# SV some sirloin steaks but have a problem



## smokininidaho (Jan 22, 2021)

I want to sous vide some sirloin steaks but have a problem. I like mine medium rare and wife likes hers well done. New to sous vide, so would I just sear hers longer or?  Thanks for any advice.


----------



## BrianGSDTexoma (Jan 22, 2021)

smokininidaho said:


> I want to sous vide some sirloin steaks but have a problem. I like mine medium rare and wife likes hers well done. New to sous vide, so would I just sear hers longer or?  Thanks for any advice.


Looks like you all ready have the answer.


----------



## Sowsage (Jan 22, 2021)

Yep I think your on the right track.


----------



## dirtsailor2003 (Jan 22, 2021)

smokininidaho said:


> I want to sous vide some sirloin steaks but have a problem. I like mine medium rare and wife likes hers well done. New to sous vide, so would I just sear hers longer or?  Thanks for any advice.


Yes you’ll want to sear hers longer.  You should run the Sous vide at 120-125 for That process then sear off the steaks to final temp. Make sure to dry the meat off once out of the SV before searing.


----------



## JLeonard (Jan 22, 2021)

Yeah the bottom one in 

 dirtsailor2003
 pic is where you suggest they just eat the chicken....LOL!
Jim


----------



## hoity toit (Jan 22, 2021)

smokininidaho said:


> I want to sous vide some sirloin steaks but have a problem. I like mine medium rare and wife likes hers well done. New to sous vide, so would I just sear hers longer or?  Thanks for any advice.


Yep.


----------



## billy brown (Jan 22, 2021)

Same situation in my house and we love sous vide steak. I just start with my wife's steak at her desired temperature and give it an hour or so head start. Then I dial down the temp to 133 and throw my steak in with hers for an hour and fifteen. Yes, hers is in there for a while but that's no problem. I sear them quickly together and we both get what we want.


----------



## zwiller (Jan 22, 2021)

So I have to be the guy that suggests a new wife?   

Same issue here...  Daughters are cool tho.


----------



## smokininidaho (Jan 22, 2021)

billy brown said:


> Same situation in my house and we love sous vide steak. I just start with my wife's steak at her desired temperature and give it an hour or so head start. Then I dial down the temp to 133 and throw my steak in with hers for an hour and fifteen. Yes, hers is in there for a while but that's no problem. I sear them quickly together and we both get what we want.

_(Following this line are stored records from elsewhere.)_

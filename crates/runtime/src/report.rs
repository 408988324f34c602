use std::collections::BTreeMap;
use std::fs::{self, OpenOptions};
use std::io::{self, Write};
use std::path::Path;
use std::time::Duration;

use crate::aggregate::PoolSummary;
use crate::driver::PoolRunReport;
use crate::orchestrator::{BenchmarkReport, PoolOutcome, PoolResult};

/// `MM:SS` below an hour, `HH:MM:SS` above.
pub fn format_elapsed(elapsed: Duration) -> String {
    let total = elapsed.as_secs();
    let (hours, minutes, seconds) = (total / 3600, (total % 3600) / 60, total % 60);
    if hours > 0 {
        format!("{hours:02}:{minutes:02}:{seconds:02}")
    } else {
        format!("{minutes:02}:{seconds:02}")
    }
}

/// Renders the human-readable run log.
pub struct SummaryWriter<W: Write> {
    writer: W,
}

impl<W: Write> SummaryWriter<W> {
    pub fn new(writer: W) -> Self {
        Self { writer }
    }

    pub fn into_inner(self) -> W {
        self.writer
    }

    fn write_counts(&mut self, pool_name: &str, summary: &PoolSummary) -> io::Result<()> {
        writeln!(self.writer, "Matchmaking Monitor for [{pool_name}] Done!")?;
        writeln!(
            self.writer,
            "Complete Tickets: {}, Average Time: {:.2} seconds",
            summary.completed, summary.completed_avg_secs
        )?;
        writeln!(
            self.writer,
            "Failed Tickets: {}, Average Time: {:.2} seconds",
            summary.failed, summary.failed_avg_secs
        )?;
        if let Some(percentiles) = &summary.percentiles {
            writeln!(
                self.writer,
                "Completed Time p50: {:.2} s, p95: {:.2} s, max: {:.2} s",
                percentiles.p50_secs, percentiles.p95_secs, percentiles.max_secs
            )?;
        }
        if summary.unresolved > 0 {
            writeln!(self.writer, "Unresolved Tickets: {}", summary.unresolved)?;
        }
        Ok(())
    }

    pub fn write_pool_report(&mut self, report: &PoolRunReport) -> io::Result<()> {
        self.write_counts(&report.pool_name, &report.summary)?;
        writeln!(
            self.writer,
            "Players: {}, Batches: {}, Submitted Tickets: {}",
            report.total_players, report.batches, report.submitted
        )?;
        writeln!(
            self.writer,
            "Total Time: {}, Average Time per Batch: {:.2} seconds",
            format_elapsed(report.elapsed),
            report.average_batch_secs()
        )?;
        if let Some(error) = &report.submission_error {
            writeln!(self.writer, "Submission stopped early: {error}")?;
        }
        if let Some(error) = &report.monitor_error {
            writeln!(self.writer, "Monitor error: {error}")?;
        }
        writeln!(self.writer)?;
        self.writer.flush()
    }

    pub fn write_crashed_pool(&mut self, pool_name: &str, error: &str) -> io::Result<()> {
        writeln!(self.writer, "Matchmaking Monitor for [{pool_name}] Failed: {error}")?;
        writeln!(self.writer)?;
        self.writer.flush()
    }

    pub fn write_run_footer(&mut self, run_id: u64, elapsed: Duration) -> io::Result<()> {
        writeln!(
            self.writer,
            "Benchmark {run_id} Total Run Time: {}",
            format_elapsed(elapsed)
        )?;
        self.writer.flush()
    }

    pub fn write_result_summary(&mut self, run_id: u64, result: &PoolResult) -> io::Result<()> {
        writeln!(self.writer, "Results of benchmark {run_id}")?;
        self.write_counts(&result.pool_name, &result.summary)?;
        writeln!(self.writer)?;
        self.writer.flush()
    }
}

fn open_log(path: &str) -> io::Result<fs::File> {
    let log_path = Path::new(path);
    if let Some(parent) = log_path
        .parent()
        .filter(|parent| !parent.as_os_str().is_empty())
    {
        fs::create_dir_all(parent)?;
    }
    OpenOptions::new().create(true).append(true).open(log_path)
}

/// Appends each pool's block to the log file that pool names, followed by
/// the run footer. Pools sharing a file get their blocks in pool order.
pub fn write_benchmark_report(report: &BenchmarkReport, default_logs: &str) -> io::Result<()> {
    let mut by_file: BTreeMap<&str, Vec<&PoolOutcome>> = BTreeMap::new();
    for outcome in &report.pools {
        let logs = match outcome {
            PoolOutcome::Finished(pool) => pool.logs.as_str(),
            PoolOutcome::Crashed { .. } => default_logs,
        };
        by_file.entry(logs).or_default().push(outcome);
    }

    for (logs, outcomes) in by_file {
        let mut writer = SummaryWriter::new(open_log(logs)?);
        for outcome in outcomes {
            match outcome {
                PoolOutcome::Finished(pool) => writer.write_pool_report(pool)?,
                PoolOutcome::Crashed { pool_name, error } => {
                    writer.write_crashed_pool(pool_name, error)?
                }
            }
        }
        writer.write_run_footer(report.run_id, report.elapsed)?;
    }
    Ok(())
}

pub fn write_result_report(run_id: u64, results: &[PoolResult]) -> io::Result<()> {
    for result in results {
        SummaryWriter::new(open_log(&result.logs)?).write_result_summary(run_id, result)?;
    }
    Ok(())
}

#[cfg(test)]
mod tests {
    use std::fs;
    use std::time::{Duration, SystemTime, UNIX_EPOCH};

    use super::{format_elapsed, write_benchmark_report, SummaryWriter};
    use crate::aggregate::PoolSummary;
    use crate::driver::PoolRunReport;
    use crate::metrics::ElapsedPercentiles;
    use crate::orchestrator::{BenchmarkReport, PoolOutcome};

    fn report(pool_name: &str, logs: &str) -> PoolRunReport {
        PoolRunReport {
            pool_name: pool_name.to_string(),
            logs: logs.to_string(),
            total_players: 10,
            batches: 3,
            submitted: 3,
            submission_error: None,
            monitor_error: None,
            summary: PoolSummary {
                completed: 3,
                completed_avg_secs: 4.5,
                failed: 0,
                failed_avg_secs: 0.0,
                percentiles: Some(ElapsedPercentiles {
                    count: 3,
                    p50_secs: 4.0,
                    p95_secs: 6.0,
                    max_secs: 6.0,
                }),
                unresolved: 0,
            },
            elapsed: Duration::from_secs(12),
        }
    }

    #[test]
    fn elapsed_time_formats() {
        assert_eq!(format_elapsed(Duration::from_secs(75)), "01:15");
        assert_eq!(format_elapsed(Duration::from_secs(3_725)), "01:02:05");
    }

    #[test]
    fn pool_block_lists_counts_and_averages() {
        let mut writer = SummaryWriter::new(Vec::new());

        writer.write_pool_report(&report("Classic1", "benchmark.log")).unwrap();

        let text = String::from_utf8(writer.into_inner()).unwrap();
        let lines: Vec<_> = text.lines().collect();
        assert_eq!(lines[0], "Matchmaking Monitor for [Classic1] Done!");
        assert_eq!(lines[1], "Complete Tickets: 3, Average Time: 4.50 seconds");
        assert_eq!(lines[2], "Failed Tickets: 0, Average Time: 0.00 seconds");
        assert_eq!(lines[3], "Completed Time p50: 4.00 s, p95: 6.00 s, max: 6.00 s");
        assert_eq!(lines[5], "Total Time: 00:12, Average Time per Batch: 4.00 seconds");
    }

    #[test]
    fn benchmark_report_appends_to_each_pool_log() {
        let unique = SystemTime::now()
            .duration_since(UNIX_EPOCH)
            .unwrap()
            .as_nanos();
        let root = std::env::temp_dir().join(format!("summary-report-{unique}"));
        let classic = root.join("nested").join("classic.log");
        let survival = root.join("survival.log");
        let benchmark = BenchmarkReport {
            run_id: 4,
            pools: vec![
                PoolOutcome::Finished(report("Classic1", classic.to_str().unwrap())),
                PoolOutcome::Finished(report("Survival1", survival.to_str().unwrap())),
                PoolOutcome::Crashed {
                    pool_name: "Practice1".to_string(),
                    error: "task panicked".to_string(),
                },
            ],
            elapsed: Duration::from_secs(30),
        };

        write_benchmark_report(&benchmark, classic.to_str().unwrap()).unwrap();

        let classic_text = fs::read_to_string(&classic).unwrap();
        assert!(classic_text.contains("[Classic1] Done!"));
        assert!(classic_text.contains("[Practice1] Failed: task panicked"));
        assert!(!classic_text.contains("Survival1"));
        assert!(classic_text.ends_with("Benchmark 4 Total Run Time: 00:30\n"));
        assert!(fs::read_to_string(&survival).unwrap().contains("[Survival1] Done!"));

        fs::remove_dir_all(&root).unwrap();
    }
}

Thanks everyone for your replies. I like your idea billy mainly because  I don't want to burn the hell out of it and dry it out, not sure if that would happen. Would not be a problem to do the steaks the way you stated. I was planning to do mine medium rare 130 for 4 hours before searing. I saw a guys post that he says he goes up to 10 hours on sirloin steaks as they come out really tender, that may be a little overkill not sure, any thoughts on this?


----------



## billy brown (Jan 22, 2021)

smokininidaho said:


> Thanks everyone for your replies. I like your idea billy mainly because  I don't want to burn the hell out of it and dry it out, not sure if that would happen. Would not be a problem to do the steaks the way you stated. I was planning to do mine medium rare 130 for 4 hours before searing. I saw a guys post that he says he goes up to 10 hours on sirloin steaks as they come out really tender, that may be a little overkill not sure, any thoughts on this?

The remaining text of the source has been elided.